> **PROBLEM TO WORK ON**: Could the data underneath be repeated exactly, in full?

[Records excerpted from a collection]
..........

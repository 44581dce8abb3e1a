//! JSON-RPC 2.0 client over HTTP.
//!
//! Concrete `NodeClient` for blockchain clients exposing an HTTP RPC
//! endpoint. One bounded-timeout POST per call; no session state.

use crate::client::{BoxFuture, NodeClient};
use crate::error::{RpcError, RpcResult};
use reqwest::{Client, StatusCode};
use serde::{Deserialize, Serialize};
use serde_json::Value;
use std::sync::atomic::{AtomicU64, Ordering};
use std::time::Duration;

/// Default timeout for RPC requests.
const DEFAULT_TIMEOUT: Duration = Duration::from_secs(10);

#[derive(Debug, Serialize)]
struct JsonRpcRequest<'a> {
    jsonrpc: &'static str,
    method: &'a str,
    params: Vec<Value>,
    id: u64,
}

#[derive(Debug, Deserialize)]
struct JsonRpcError {
    code: i64,
    message: String,
}

#[derive(Debug, Deserialize)]
struct JsonRpcResponse {
    result: Option<Value>,
    error: Option<JsonRpcError>,
}

/// `NodeClient` over JSON-RPC 2.0 HTTP POST.
pub struct HttpNodeClient {
    client: Client,
    url: String,
    next_id: AtomicU64,
}

impl HttpNodeClient {
    /// Create a client for the given RPC endpoint with the default
    /// timeout.
    pub fn new(url: impl Into<String>) -> RpcResult<Self> {
        Self::with_timeout(url, DEFAULT_TIMEOUT)
    }

    /// Create a client with an explicit per-call timeout.
    pub fn with_timeout(url: impl Into<String>, timeout: Duration) -> RpcResult<Self> {
        let client = Client::builder()
            .timeout(timeout)
            .build()
            .map_err(|e| RpcError::Transport(format!("failed to build HTTP client: {e}")))?;

        Ok(Self {
            client,
            url: url.into(),
            next_id: AtomicU64::new(1),
        })
    }

    fn map_reqwest_error(e: reqwest::Error) -> RpcError {
        if e.is_connect() {
            RpcError::ConnectionRefused(e.to_string())
        } else if e.is_timeout() {
            RpcError::Transport(format!("request timed out: {e}"))
        } else {
            RpcError::Transport(e.to_string())
        }
    }
}

impl NodeClient for HttpNodeClient {
    fn call<'a>(&'a self, method: &'a str, params: Vec<Value>) -> BoxFuture<'a, RpcResult<Value>> {
        Box::pin(async move {
            let request = JsonRpcRequest {
                jsonrpc: "2.0",
                method,
                params,
                id: self.next_id.fetch_add(1, Ordering::Relaxed),
            };

            let response = self
                .client
                .post(&self.url)
                .json(&request)
                .send()
                .await
                .map_err(Self::map_reqwest_error)?;

            let status = response.status();
            if status == StatusCode::UNAUTHORIZED || status == StatusCode::FORBIDDEN {
                return Err(RpcError::Unauthorized(format!("HTTP {status}")));
            }
            if !status.is_success() {
                let body = response.text().await.unwrap_or_default();
                return Err(RpcError::Transport(format!("HTTP {status}: {body}")));
            }

            let body: JsonRpcResponse = response
                .json()
                .await
                .map_err(|e| RpcError::Transport(format!("failed to parse response: {e}")))?;

            if let Some(err) = body.error {
                // Some clients report auth failures inside the RPC
                // error object rather than via HTTP status.
                if err.message.to_lowercase().contains("unauthorized") {
                    return Err(RpcError::Unauthorized(err.message));
                }
                return Err(RpcError::Rpc(format!("{} (code {})", err.message, err.code)));
            }

            body.result
                .ok_or_else(|| RpcError::Rpc("response carried neither result nor error".into()))
        })
    }
}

..........

> **TASK ANSWER**:
repository 44581dce8abb3e1a
//! JSON-RPC 2.0 client over HTTP.
//!
//! Concrete `NodeClient` for blockchain clients exposing an HTTP RPC
//! endpoint. One bounded-timeout POST per call; no session state.

use crate::client::{BoxFuture, NodeClient};
use crate::error::{RpcError, RpcResult};
use reqwest::{Client, StatusCode};
use serde::{Deserialize, Serialize};
use serde_json::Value;
use std::sync::atomic::{AtomicU64, Ordering};
use std::time::Duration;

/// Default timeout for RPC requests.
const DEFAULT_TIMEOUT: Duration = Duration::from_secs(10);

#[derive(Debug, Serialize)]
struct JsonRpcRequest<'a> {
    jsonrpc: &'static str,
    method: &'a str,
    params: Vec<Value>,
    id: u64,
}

#[derive(Debug, Deserialize)]
struct JsonRpcError {
    code: i64,
    message: String,
}

#[derive(Debug, Deserialize)]
struct JsonRpcResponse {
    result: Option<Value>,
    error: Option<JsonRpcError>,
}

/// `NodeClient` over JSON-RPC 2.0 HTTP POST.
pub struct HttpNodeClient {
    client: Client,
    url: String,
    next_id: AtomicU64,
}

impl HttpNodeClient {
    /// Create a client for the given RPC endpoint with the default
    /// timeout.
    pub fn new(url: impl Into<String>) -> RpcResult<Self> {
        Self::with_timeout(url, DEFAULT_TIMEOUT)
    }

    /// Create a client with an explicit per-call timeout.
    pub fn with_timeout(url: impl Into<String>, timeout: Duration) -> RpcResult<Self> {
        let client = Client::builder()
            .timeout(timeout)
            .build()
            .map_err(|e| RpcError::Transport(format!("failed to build HTTP client: {e}")))?;

        Ok(Self {
            client,
            url: url.into(),
            next_id: AtomicU64::new(1),
        })
    }

    fn map_reqwest_error(e: reqwest::Error) -> RpcError {
        if e.is_connect() {
            RpcError::ConnectionRefused(e.to_string())
        } else if e.is_timeout() {
            RpcError::Transport(format!("request timed out: {e}"))
        } else {
            RpcError::Transport(e.to_string())
        }
    }
}

impl NodeClient for HttpNodeClient {
    fn call<'a>(&'a self, method: &'a str, params: Vec<Value>) -> BoxFuture<'a, RpcResult<Value>> {
        Box::pin(async move {
            let request = JsonRpcRequest {
                jsonrpc: "2.0",
                method,
                params,
                id: self.next_id.fetch_add(1, Ordering::Relaxed),
            };

            let response = self
                .client
                .post(&self.url)
                .json(&request)
                .send()
                .await
                .map_err(Self::map_reqwest_error)?;

            let status = response.status();
            if status == StatusCode::UNAUTHORIZED || status == StatusCode::FORBIDDEN {
                return Err(RpcError::Unauthorized(format!("HTTP {status}")));
            }
            if !status.is_success() {
                let body = response.text().await.unwrap_or_default();
                return Err(RpcError::Transport(format!("HTTP {status}: {body}")));
            }

            let body: JsonRpcResponse = response
                .json()
                .await
                .map_err(|e| RpcError::Transport(format!("failed to parse response: {e}")))?;

            if let Some(err) = body.error {
                // Some clients report auth failures inside the RPC
                // error object rather than via HTTP status.
                if err.message.to_lowercase().contains("unauthorized") {
                    return Err(RpcError::Unauthorized(err.message));
                }
                return Err(RpcError::Rpc(format!("{} (code {})", err.message, err.code)));
            }

            body.result
                .ok_or_else(|| RpcError::Rpc("response carried neither result nor error".into()))
        })
    }
}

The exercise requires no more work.